There are many measures for which values are not available from official documentation such as support for commercial mining of coal, pushing back timelines to install pollution control technologies for coal-fired power plants, adding 100 more districts to the City Gas Distribution network, but also capital support of 25-year power purchase agreements and waiving inter-state transmission charges for renewable energy.
“With more transparent reporting, we would likely see support skewed towards fossil fuels rather than renewable energy,” said Schmidt. “But as of now, the picture in India is incomplete.”
Report recommendations on how to deliver a “green recovery” in India
As India starts to recover from the Covid-19 pandemic, the report makes six recommendations that could strengthen economic action, increase job opportunities and foster sustainability across the board to help deliver a “green recovery” in 2021.
As part of restarting the economy, it says the first step should be for the government to invest in India’s capacity to manufacture for the “green energy revolution”.
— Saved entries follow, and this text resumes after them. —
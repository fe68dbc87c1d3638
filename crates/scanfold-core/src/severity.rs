//! 严重级别分类与计数
//!
//! 分类是宽松的子串匹配：依次检查 critical/high/medium/low，首个命中即返回；
//! 主字段（severity）无命中时再检查备用字段（jfrog severity）。
use std::sync::OnceLock;

use aho_corasick::{AhoCorasick, AhoCorasickBuilder, MatchKind};
use serde::Serialize;

/// 分类结果；`Unclassified` 只出现在明细中，不计入任何档位
#[derive(Debug, Clone, Copy, PartialEq, Eq, Hash)]
pub enum Severity {
    Critical,
    High,
    Medium,
    Low,
    Unclassified,
}

impl Severity {
    /// 报告中的四个计数档位（按输出顺序）
    pub const TIERS: [Severity; 4] = [Severity::Critical, Severity::High, Severity::Medium, Severity::Low];

    pub fn label(self) -> &'static str {
        match self {
            Severity::Critical => "Critical",
            Severity::High => "High",
            Severity::Medium => "Medium",
            Severity::Low => "Low",
            Severity::Unclassified => "Unclassified",
        }
    }
}

// 模式下标即优先级（0 最高）
const KEYWORDS: [&str; 4] = ["critical", "high", "medium", "low"];

fn keyword_matcher() -> &'static AhoCorasick {
    static AC: OnceLock<AhoCorasick> = OnceLock::new();
    AC.get_or_init(|| {
        AhoCorasickBuilder::new()
            .match_kind(MatchKind::Standard)
            .build(KEYWORDS)
            .expect("build severity keyword automaton")
    })
}

/// 在单个字段上做子串匹配，返回优先级最高的档位
fn match_tier(raw: &str) -> Option<Severity> {
    let lower = raw.to_lowercase();
    keyword_matcher()
        .find_overlapping_iter(&lower)
        .map(|m| m.pattern().as_usize())
        .min()
        .map(|pid| Severity::TIERS[pid])
}

/// 主字段优先，备用字段兜底
pub fn classify(severity: &str, secondary: &str) -> Severity {
    match_tier(severity)
        .or_else(|| match_tier(secondary))
        .unwrap_or(Severity::Unclassified)
}

/// 单文件（或单分块）的档位计数
#[derive(Debug, Clone, Copy, Default, PartialEq, Eq, Serialize)]
pub struct Tally {
    pub critical: usize,
    pub high: usize,
    pub medium: usize,
    pub low: usize,
}

impl Tally {
    pub fn add(&mut self, severity: Severity) {
        match severity {
            Severity::Critical => self.critical += 1,
            Severity::High => self.high += 1,
            Severity::Medium => self.medium += 1,
            Severity::Low => self.low += 1,
            Severity::Unclassified => {}
        }
    }

    pub fn merge(&mut self, other: &Tally) {
        self.critical += other.critical;
        self.high += other.high;
        self.medium += other.medium;
        self.low += other.low;
    }

    pub fn get(&self, severity: Severity) -> usize {
        match severity {
            Severity::Critical => self.critical,
            Severity::High => self.high,
            Severity::Medium => self.medium,
            Severity::Low => self.low,
            Severity::Unclassified => 0,
        }
    }

    pub fn total(&self) -> usize {
        self.critical + self.high + self.medium + self.low
    }
}

#[cfg(test)]
mod tests {
    use super::*;

    #[test]
    fn classifies_plain_labels() {
        assert_eq!(classify("Critical", ""), Severity::Critical);
        assert_eq!(classify("HIGH", ""), Severity::High);
        assert_eq!(classify("medium", ""), Severity::Medium);
        assert_eq!(classify("Low", ""), Severity::Low);
    }

    #[test]
    fn substring_match_on_free_text() {
        assert_eq!(classify("Very High Risk", ""), Severity::High);
        assert_eq!(classify("sev:lowest", ""), Severity::Low);
    }

    #[test]
    fn priority_order_decides_multi_keyword_labels() {
        // 同时含 low 与 high 时按 critical > high > medium > low 取首个
        assert_eq!(classify("low-to-high", ""), Severity::High);
        assert_eq!(classify("medium/critical", ""), Severity::Critical);
        assert_eq!(classify("Low Medium", ""), Severity::Medium);
    }

    #[test]
    fn falls_back_to_secondary_severity() {
        assert_eq!(classify("", "High"), Severity::High);
        assert_eq!(classify("unknown", "critical"), Severity::Critical);
    }

    #[test]
    fn primary_wins_over_secondary() {
        assert_eq!(classify("Low", "Critical"), Severity::Low);
    }

    #[test]
    fn unmatched_is_unclassified() {
        assert_eq!(classify("", ""), Severity::Unclassified);
        assert_eq!(classify("n/a", "informational"), Severity::Unclassified);
    }

    #[test]
    fn tally_ignores_unclassified() {
        let mut t = Tally::default();
        for s in [Severity::Critical, Severity::High, Severity::High, Severity::Unclassified] {
            t.add(s);
        }
        assert_eq!(t.get(Severity::High), 2);
        assert_eq!(t.total(), 3);

        let mut u = Tally::default();
        u.add(Severity::Low);
        t.merge(&u);
        assert_eq!(t, Tally { critical: 1, high: 2, medium: 0, low: 1 });
    }
}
The second measure calls for the country to start investing in the “distributed system of tomorrow”, instead of just investing in trying to fix the problems of its existing electricity distribution system.
It should also increase the adoption of distributed rooftop solar energy sources and energy efficiency measures, which the report refers to as low hanging fruit that would help “alleviate discom woes” while making power more reliable and helping in job creation.
It recommends avoiding further rollbacks in standards and the lock-in of fossil fuel assets. Achieving energy security through domestic production that does not exacerbate air pollution, undermine forests or the climate crisis should be the priority, says the report.
Another action is the targeting of subsidies to the intended beneficiaries and the savings to be redirected for promotion of clean technologies, as well as increasing fossil fuel taxation and attaching more conditionalities to new fossil projects in order to “level the playing field”.
The final recommendation calls for the government to work on resolving policy and legacy issues to attract global and Indian financial institutions to bring in more capital to the deflationary, domestic renewables sector.